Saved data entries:
|---|

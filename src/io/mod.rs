//! I/O utilities for file handling
//!
//! This module provides readers for the geometry formats accepted as input.

pub mod geojson;

pub use geojson::{parse_geojson, read_geojson, GeoJsonInput};
//! Grid spacing validation

use std::fmt;
use super::errors::{GridError, GridResult};

/// Distance between neighbouring lattice points, in the target CRS linear unit
///
/// Always strictly positive.
#[derive(Debug, Clone, Copy, PartialEq, Eq, PartialOrd, Ord, Hash)]
pub struct GridSpacing(u64);

impl GridSpacing {
    /// Validate a spacing value
    ///
    /// Zero and negative values fail with `InvalidSpacing`.
    pub fn new(value: i64) -> GridResult<Self> {
        if value <= 0 {
            return Err(GridError::InvalidSpacing(value));
        }
        Ok(GridSpacing(value as u64))
    }

    /// The step added to a coordinate when advancing along an axis
    pub fn step(&self) -> f64 {
        self.0 as f64
    }
}

impl TryFrom<i64> for GridSpacing {
    type Error = GridError;

    fn try_from(value: i64) -> GridResult<Self> {
        GridSpacing::new(value)
    }
}

impl fmt::Display for GridSpacing {
    fn fmt(&self, f: &mut fmt::Formatter<'_>) -> fmt::Result {
        write!(f, "{}", self.0)
    }
}
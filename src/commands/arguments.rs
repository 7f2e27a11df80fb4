//! Command-line argument definitions and parameter resolution

use std::path::PathBuf;
use clap::{Arg, ArgAction, ArgMatches, Command as ClapCommand};
use log::{debug, info};
use crate::config::{GridParameters, ParameterOverrides};
use crate::coordinate::BoundingRectangle;
use crate::grid::errors::{GridError, GridResult};

/// Build the clap command describing every option of the tool
pub fn build_cli() -> ClapCommand {
    ClapCommand::new("GridKit")
        .version(env!("CARGO_PKG_VERSION"))
        .about("Generate a regular point grid over a reprojected bounding box")
        .arg(
            Arg::new("input")
                .help("Input GeoJSON file holding the area to cover")
                .required(false)
                .index(1),
        )
        .arg(
            Arg::new("output")
                .short('o')
                .long("output")
                .help("Output text file (easting,northing rows)")
                .value_name("FILE")
                .required(false),
        )
        .arg(
            Arg::new("source-crs")
                .long("source-crs")
                .visible_alias("in-epsg")
                .help("CRS of the input geometry (e.g. 4326, EPSG:4326, WGS84)")
                .value_name("CRS")
                .required(false),
        )
        .arg(
            Arg::new("target-crs")
                .long("target-crs")
                .visible_alias("out-epsg")
                .help("CRS the grid is laid out in (e.g. EPSG:26915)")
                .value_name("CRS")
                .required(false),
        )
        .arg(
            Arg::new("spacing")
                .short('s')
                .long("spacing")
                .help("Grid spacing in target CRS units")
                .value_name("N")
                .allow_negative_numbers(true)
                .required(false),
        )
        .arg(
            Arg::new("bbox")
                .long("bbox")
                .help("Bounding box in the source CRS instead of an input file (minx,miny,maxx,maxy)")
                .value_name("BBOX")
                .allow_hyphen_values(true)
                .required(false),
        )
        .arg(
            Arg::new("config")
                .short('c')
                .long("config")
                .help("TOML file with a [grid] table of default parameters")
                .value_name("FILE")
                .required(false),
        )
        .arg(
            Arg::new("describe-crs")
                .long("describe-crs")
                .help("Print the definition of a CRS and exit")
                .value_name("CRS")
                .required(false),
        )
        .arg(
            Arg::new("bounds")
                .long("bounds")
                .help("Print the input extent and its transformed corners without writing a grid")
                .action(ArgAction::SetTrue),
        )
        .arg(
            Arg::new("interactive")
                .short('i')
                .long("interactive")
                .help("Prompt for every parameter before generating")
                .action(ArgAction::SetTrue),
        )
        .arg(
            Arg::new("no-progress")
                .long("no-progress")
                .help("Do not draw a progress bar while writing")
                .action(ArgAction::SetTrue),
        )
        .arg(
            Arg::new("verbose")
                .short('v')
                .long("verbose")
                .help("Enable verbose output")
                .action(ArgAction::SetTrue),
        )
        .arg(
            Arg::new("log-file")
                .long("log-file")
                .help("Also write log records to this file")
                .value_name("FILE")
                .required(false),
        )
}

/// Resolve grid parameters: defaults, then the config file, then the command line
pub fn resolve_parameters(args: &ArgMatches) -> GridResult<GridParameters> {
    let base = match args.get_one::<String>("config") {
        Some(path) => {
            info!("Using configuration file: {}", path);
            GridParameters::from_file(path)?
        },
        None => GridParameters::default(),
    };

    let spacing = args.get_one::<String>("spacing")
        .map(|raw| raw.trim().parse::<i64>()
            .map_err(|_| GridError::Config(format!("Grid spacing must be an integer, got '{}'", raw))))
        .transpose()?;

    let overrides = ParameterOverrides {
        source_path: args.get_one::<String>("input").map(PathBuf::from),
        destination_path: args.get_one::<String>("output").map(PathBuf::from),
        source_crs: args.get_one::<String>("source-crs").cloned(),
        target_crs: args.get_one::<String>("target-crs").cloned(),
        spacing,
    };

    let params = base.with_overrides(overrides);
    debug!("Resolved parameters: {:?}", params);
    Ok(params)
}

/// Bounding box given on the command line, if any
pub fn bbox_argument(args: &ArgMatches) -> GridResult<Option<BoundingRectangle>> {
    args.get_one::<String>("bbox")
        .map(|raw| BoundingRectangle::from_string(raw))
        .transpose()
}

/// Whether a progress bar should be drawn
pub fn show_progress(args: &ArgMatches) -> bool {
    !args.get_flag("no-progress")
}
//! Regular point lattice generation
//!
//! The lattice starts at the south-west corner and advances by the grid
//! spacing along y (inner loop) and then x (outer loop). Both bounds are
//! exclusive, so points landing exactly on the north or east edge are
//! dropped. Coordinates are accumulated by repeated addition, which decides
//! how the boundary falls when the extent is not a multiple of the spacing.

use log::debug;
use crate::coordinate::Point2D;
use super::spacing::GridSpacing;

/// Ordered lattice points, column-major (ascending y within ascending x)
#[derive(Debug, Clone, PartialEq)]
pub struct Lattice {
    points: Vec<Point2D>,
}

impl Lattice {
    pub fn points(&self) -> &[Point2D] {
        &self.points
    }

    pub fn len(&self) -> usize {
        self.points.len()
    }

    pub fn is_empty(&self) -> bool {
        self.points.is_empty()
    }

    pub fn first(&self) -> Option<&Point2D> {
        self.points.first()
    }

    pub fn iter(&self) -> std::slice::Iter<'_, Point2D> {
        self.points.iter()
    }

    pub fn into_points(self) -> Vec<Point2D> {
        self.points
    }
}

impl<'a> IntoIterator for &'a Lattice {
    type Item = &'a Point2D;
    type IntoIter = std::slice::Iter<'a, Point2D>;

    fn into_iter(self) -> Self::IntoIter {
        self.points.iter()
    }
}

/// Lazy lattice enumeration
///
/// Yields the same sequence as [`generate`] without holding it in memory.
/// Enumeration is a pure function of the corners and spacing, so a new
/// iterator always replays the same points.
#[derive(Debug, Clone)]
pub struct LatticeIter {
    sw: Point2D,
    ne: Point2D,
    step: f64,
    x: f64,
    y: f64,
}

impl LatticeIter {
    pub fn new(sw: Point2D, ne: Point2D, spacing: GridSpacing) -> Self {
        LatticeIter {
            sw,
            ne,
            step: spacing.step(),
            x: sw.x,
            y: sw.y,
        }
    }
}

impl Iterator for LatticeIter {
    type Item = Point2D;

    fn next(&mut self) -> Option<Point2D> {
        // An empty column means the extent has no height; nothing is ever emitted
        if !(self.sw.y < self.ne.y) {
            return None;
        }

        while self.x < self.ne.x {
            if self.y < self.ne.y {
                let point = Point2D::new(self.x, self.y);
                self.y = advance(self.y, self.step, self.ne.y);
                return Some(point);
            }
            self.x = advance(self.x, self.step, self.ne.x);
            self.y = self.sw.y;
        }

        None
    }
}

// Coordinates far larger than the step stop changing when it is added;
// jump to the bound so the loop still terminates.
fn advance(value: f64, step: f64, bound: f64) -> f64 {
    let next = value + step;
    if next == value { bound } else { next }
}

/// Points reserved up front; larger lattices grow as they are generated
const MAX_PREALLOCATED_POINTS: usize = 1 << 22;

/// Generate the lattice between two transformed corners
///
/// Returns an empty lattice when `sw.x >= ne.x` or `sw.y >= ne.y`.
pub fn generate(sw: Point2D, ne: Point2D, spacing: GridSpacing) -> Lattice {
    let mut points = Vec::with_capacity(expected_len(sw, ne, spacing).min(MAX_PREALLOCATED_POINTS));
    points.extend(LatticeIter::new(sw, ne, spacing));

    debug!("Generated {} lattice points from {} to {} at spacing {}",
           points.len(), sw, ne, spacing);

    Lattice { points }
}

/// Number of points the lattice is expected to hold
///
/// Computed as `ceil(dx / spacing) * ceil(dy / spacing)`; zero for
/// degenerate extents. Accumulated rounding may move a point across a
/// boundary, so treat this as a capacity hint rather than a guarantee.
pub fn expected_len(sw: Point2D, ne: Point2D, spacing: GridSpacing) -> usize {
    if !(sw.x < ne.x && sw.y < ne.y) {
        return 0;
    }

    let step = spacing.step();
    let columns = ((ne.x - sw.x) / step).ceil();
    let rows = ((ne.y - sw.y) / step).ceil();
    let total = columns * rows;

    if total.is_finite() && total < usize::MAX as f64 {
        total as usize
    } else {
        usize::MAX
    }
}
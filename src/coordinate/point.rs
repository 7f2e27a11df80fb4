//! Point structure for representing coordinates

use std::fmt;

/// A point in a coordinate system
///
/// Coordinates are always stored x-then-y: longitude before latitude in
/// geographic systems, easting before northing in projected ones.
#[derive(Debug, Clone, Copy, PartialEq)]
pub struct Point2D {
    /// X coordinate (longitude or easting)
    pub x: f64,
    /// Y coordinate (latitude or northing)
    pub y: f64,
}

impl Point2D {
    /// Create a new 2D point
    pub fn new(x: f64, y: f64) -> Self {
        Point2D { x, y }
    }

    /// Check that both coordinates are finite numbers
    pub fn is_finite(&self) -> bool {
        self.x.is_finite() && self.y.is_finite()
    }
}

impl From<(f64, f64)> for Point2D {
    fn from((x, y): (f64, f64)) -> Self {
        Point2D::new(x, y)
    }
}

impl From<geo::Coord<f64>> for Point2D {
    fn from(coord: geo::Coord<f64>) -> Self {
        Point2D::new(coord.x, coord.y)
    }
}

impl fmt::Display for Point2D {
    fn fmt(&self, f: &mut fmt::Formatter<'_>) -> fmt::Result {
        write!(f, "({}, {})", self.x, self.y)
    }
}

|---|

ACTION ITEM: The lines from the beginning of the records through the line containing "use std::path::PathBuf;" should be reproduced exactly. Include nothing else.

TASK ANSWER:
filename src/io/mod.rs
//! I/O utilities for file handling
//!
//! This module provides readers for the geometry formats accepted as input.

pub mod geojson;

pub use geojson::{parse_geojson, read_geojson, GeoJsonInput};
//! Grid spacing validation

use std::fmt;
use super::errors::{GridError, GridResult};

/// Distance between neighbouring lattice points, in the target CRS linear unit
///
/// Always strictly positive.
#[derive(Debug, Clone, Copy, PartialEq, Eq, PartialOrd, Ord, Hash)]
pub struct GridSpacing(u64);

impl GridSpacing {
    /// Validate a spacing value
    ///
    /// Zero and negative values fail with `InvalidSpacing`.
    pub fn new(value: i64) -> GridResult<Self> {
        if value <= 0 {
            return Err(GridError::InvalidSpacing(value));
        }
        Ok(GridSpacing(value as u64))
    }

    /// The step added to a coordinate when advancing along an axis
    pub fn step(&self) -> f64 {
        self.0 as f64
    }
}

impl TryFrom<i64> for GridSpacing {
    type Error = GridError;

    fn try_from(value: i64) -> GridResult<Self> {
        GridSpacing::new(value)
    }
}

impl fmt::Display for GridSpacing {
    fn fmt(&self, f: &mut fmt::Formatter<'_>) -> fmt::Result {
        write!(f, "{}", self.0)
    }
}
filename src/commands/arguments.rs
repository 7f2e27a11df80fb4
//! Command-line argument definitions and parameter resolution

use std::path::PathBuf;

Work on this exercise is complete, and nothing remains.